Records to process:
- Opening Delimiter -
//! Core traits for ActiveModel operations.
//!
//! This module provides `ActiveModelTrait` and `ActiveModelBehavior`: typed
//! records that know their table, their row form and their validation rules,
//! and get CRUD operations plus lifecycle hooks on top of any
//! [`ShelfExecutor`].

use super::error::ActiveModelError;
use crate::executor::ShelfExecutor;
use crate::query::Filter;
use crate::store::{Row, RowError};
use crate::validation::{validate_row, Validation, ValidationErrors};
use chrono::Utc;
use serde::de::DeserializeOwned;
use serde::Serialize;
use serde_json::{Map, Value as JsonValue};

/// Attributes the record layer manages itself; mass assignment ignores them
const RESERVED_ATTRIBUTES: [&str; 3] = ["id", "created_at", "updated_at"];

/// Trait for ActiveModel operations
///
/// Implementors are plain structs mirroring one table. They provide the row
/// conversion and the ordered validation list; everything else is provided.
///
/// # Example
///
/// ```no_run
/// use shelfwise::models::Book;
/// use shelfwise::{ActiveModelTrait, MemoryStore};
///
/// # fn main() -> Result<(), shelfwise::ActiveModelError> {
/// let store = MemoryStore::new();
/// let mut book = Book::new("AB");
/// if !book.save(&store)? {
///     println!("{:?}", book.errors().full_messages());
/// }
/// # Ok(())
/// # }
/// ```
pub trait ActiveModelTrait:
    ActiveModelBehavior + Clone + std::fmt::Debug + Serialize + DeserializeOwned
{
    /// Table the record is stored in
    const TABLE: &'static str;

    /// Whether the table carries `created_at`/`updated_at`
    const TIMESTAMPS: bool = true;

    /// Primary key, `None` until the record is first saved
    fn id(&self) -> Option<i64>;

    /// Row form of the record, including `id` when set
    fn to_row(&self) -> Row;

    /// Decode a stored row
    ///
    /// # Errors
    ///
    /// Returns `RowError` if a column is missing or holds the wrong type.
    fn from_row(row: &Row) -> Result<Self, RowError>;

    /// Ordered validation rules
    fn validations() -> Vec<Validation>;

    /// Failures from the last validation pass
    fn errors(&self) -> &ValidationErrors;

    fn errors_mut(&mut self) -> &mut ValidationErrors;

    fn is_persisted(&self) -> bool {
        self.id().is_some()
    }

    /// Run every validation rule, replacing [`errors`](Self::errors)
    ///
    /// # Returns
    ///
    /// `true` when no rule failed.
    ///
    /// # Errors
    ///
    /// Returns `ActiveModelError::Storage` if a uniqueness probe cannot read the store.
    fn validate(&mut self, executor: &dyn ShelfExecutor) -> Result<bool, ActiveModelError> {
        let errors = validate_row(executor, Self::TABLE, &self.to_row(), &Self::validations())?;
        let valid = errors.is_empty();
        *self.errors_mut() = errors;
        Ok(valid)
    }

    /// Validate, then insert or update the record
    ///
    /// On success the record is reloaded from the store, so `id` and the
    /// timestamps reflect what was written.
    ///
    /// # Returns
    ///
    /// `Ok(false)` if validation failed; nothing is written in that case and
    /// the failures are available from [`errors`](Self::errors).
    ///
    /// # Errors
    ///
    /// Returns `ActiveModelError::Storage` if the store rejects the write,
    /// including constraint violations that validation did not catch.
    fn save(&mut self, executor: &dyn ShelfExecutor) -> Result<bool, ActiveModelError> {
        self.before_save()?;
        if !self.validate(executor)? {
            log::debug!("{} not saved: {}", Self::TABLE, self.errors());
            return Ok(false);
        }

        let mut row = self.to_row();
        row.remove("id");
        if Self::TIMESTAMPS {
            let now = Utc::now();
            if !self.is_persisted() || row.get_datetime("created_at").ok().flatten().is_none() {
                row.set("created_at", now);
            }
            row.set("updated_at", now);
        }

        let id = match self.id() {
            Some(id) => {
                if executor.update(Self::TABLE, id, row)? == 0 {
                    return Err(ActiveModelError::RecordNotFound { table: Self::TABLE, id });
                }
                id
            }
            None => executor.insert(Self::TABLE, row)?,
        };
        log::debug!("{} {id} saved", Self::TABLE);

        *self = Self::find(executor, id)?;
        self.after_save()?;
        Ok(true)
    }

    /// Like [`save`](Self::save), but a validation failure is an error
    ///
    /// # Errors
    ///
    /// Returns `ActiveModelError::Validation` with the failures, or any error
    /// [`save`](Self::save) returns.
    fn save_strict(&mut self, executor: &dyn ShelfExecutor) -> Result<(), ActiveModelError> {
        if self.save(executor)? {
            Ok(())
        } else {
            Err(ActiveModelError::Validation(self.errors().clone()))
        }
    }

    /// Load the record with this id
    ///
    /// # Errors
    ///
    /// Returns `ActiveModelError::RecordNotFound` if there is no such row.
    fn find(executor: &dyn ShelfExecutor, id: i64) -> Result<Self, ActiveModelError> {
        let rows = executor.select(Self::TABLE, &Filter::id(id))?;
        match rows.first() {
            Some(row) => Ok(Self::from_row(row)?),
            None => Err(ActiveModelError::RecordNotFound { table: Self::TABLE, id }),
        }
    }

    /// Load every record, ordered by id
    ///
    /// # Errors
    ///
    /// Returns `ActiveModelError` if the table cannot be read or a row is malformed.
    fn all(executor: &dyn ShelfExecutor) -> Result<Vec<Self>, ActiveModelError> {
        Self::find_by(executor, &Filter::all())
    }

    /// Load every record matching `filter`, ordered by id
    ///
    /// # Errors
    ///
    /// Returns `ActiveModelError` if the table cannot be read or a row is malformed.
    fn find_by(executor: &dyn ShelfExecutor, filter: &Filter) -> Result<Vec<Self>, ActiveModelError> {
        executor
            .select(Self::TABLE, filter)?
            .iter()
            .map(|row| Self::from_row(row).map_err(ActiveModelError::from))
            .collect()
    }

    /// Build a record from a JSON object of attributes and save it
    ///
    /// `id` and timestamp attributes are ignored.
    ///
    /// # Errors
    ///
    /// Returns `ActiveModelError::InvalidAttributes` for attributes that do not
    /// fit the record, `ActiveModelError::Validation` if the record is invalid,
    /// or a storage error.
    fn create(executor: &dyn ShelfExecutor, attributes: JsonValue) -> Result<Self, ActiveModelError> {
        let mut record: Self = serde_json::from_value(JsonValue::Object(assignable(attributes)?))?;
        record.save_strict(executor)?;
        Ok(record)
    }

    /// Assign a JSON object of attributes to the stored record and save it
    ///
    /// Attributes not mentioned keep their stored values.
    ///
    /// # Errors
    ///
    /// Returns `ActiveModelError::RecordNotFound`, `InvalidAttributes`,
    /// `Validation`, or a storage error.
    fn update(executor: &dyn ShelfExecutor, id: i64, attributes: JsonValue) -> Result<Self, ActiveModelError> {
        let current = Self::find(executor, id)?;
        let mut merged = match serde_json::to_value(&current)? {
            JsonValue::Object(map) => map,
            _ => return Err(ActiveModelError::InvalidAttributes(format!("{} is not an object", Self::TABLE))),
        };
        merged.extend(assignable(attributes)?);

        let mut record: Self = serde_json::from_value(JsonValue::Object(merged))?;
        record.save_strict(executor)?;
        Ok(record)
    }

    /// Delete the record with this id, returning it
    ///
    /// [`before_destroy`](ActiveModelBehavior::before_destroy) runs in the same
    /// transaction as the delete, so dependent cleanup and the delete commit
    /// or roll back together.
    ///
    /// # Errors
    ///
    /// Returns `ActiveModelError::RecordNotFound`, an error from the hook, or a
    /// storage error such as a restricting foreign key.
    fn destroy(executor: &dyn ShelfExecutor, id: i64) -> Result<Self, ActiveModelError> {
        let record = Self::find(executor, id)?;
        let tx = executor.begin()?;
        record.before_destroy(&tx)?;
        tx.delete(Self::TABLE, &Filter::id(id))?;
        tx.commit()?;
        log::debug!("{} {id} destroyed", Self::TABLE);
        Ok(record)
    }

    /// JSON form of the record
    ///
    /// # Errors
    ///
    /// Returns `ActiveModelError::InvalidAttributes` if serialization fails.
    fn to_json(&self) -> Result<JsonValue, ActiveModelError> {
        Ok(serde_json::to_value(self)?)
    }
}

/// Strip reserved keys from a JSON object of attributes
fn assignable(attributes: JsonValue) -> Result<Map<String, JsonValue>, ActiveModelError> {
    match attributes {
        JsonValue::Object(mut map) => {
            for key in RESERVED_ATTRIBUTES {
                map.remove(key);
            }
            Ok(map)
        }
        other => Err(ActiveModelError::InvalidAttributes(format!(
            "expected a JSON object, got {other}"
        ))),
    }
}

/// ActiveModelBehavior trait for lifecycle hooks
///
/// Every hook defaults to a no-op. A failing hook aborts the operation.
///
/// # Example
///
/// ```no_run
/// use shelfwise::{ActiveModelBehavior, ActiveModelError, ShelfExecutor};
/// use shelfwise::query::Filter;
///
/// struct Shelf { id: i64 }
///
/// impl ActiveModelBehavior for Shelf {
///     fn before_destroy(&self, executor: &dyn ShelfExecutor) -> Result<(), ActiveModelError> {
///         executor.delete("shelf_items", &Filter::eq("shelf_id", self.id))?;
///         Ok(())
///     }
/// }
/// ```
pub trait ActiveModelBehavior {
    /// Called before validation on every save
    ///
    /// # Errors
    ///
    /// Returns an error to abort the save.
    fn before_save(&mut self) -> Result<(), ActiveModelError> {
        Ok(())
    }

    /// Called after a successful save, on the reloaded record
    ///
    /// # Errors
    ///
    /// Returns an error to report a failed follow-up; the write itself stands.
    fn after_save(&mut self) -> Result<(), ActiveModelError> {
        Ok(())
    }

    /// Called inside the destroy transaction, before the row is deleted
    ///
    /// # Errors
    ///
    /// Returns an error to abort the destroy and roll back the transaction.
    fn before_destroy(&self, _executor: &dyn ShelfExecutor) -> Result<(), ActiveModelError> {
        Ok(())
    }
}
- Closing Delimiter -
Work to be completed:
Reproduce the lines of the entries above from the one with "let valid = errors.is_empty();" to the one with "did not catch.", both included, exactly and without any other line.

Answer to this exercise:
        let valid = errors.is_empty();
        *self.errors_mut() = errors;
        Ok(valid)
    }

    /// Validate, then insert or update the record
    ///
    /// On success the record is reloaded from the store, so `id` and the
    /// timestamps reflect what was written.
    ///
    /// # Returns
    ///
    /// `Ok(false)` if validation failed; nothing is written in that case and
    /// the failures are available from [`errors`](Self::errors).
    ///
    /// # Errors
    ///
    /// Returns `ActiveModelError::Storage` if the store rejects the write,
    /// including constraint violations that validation did not catch.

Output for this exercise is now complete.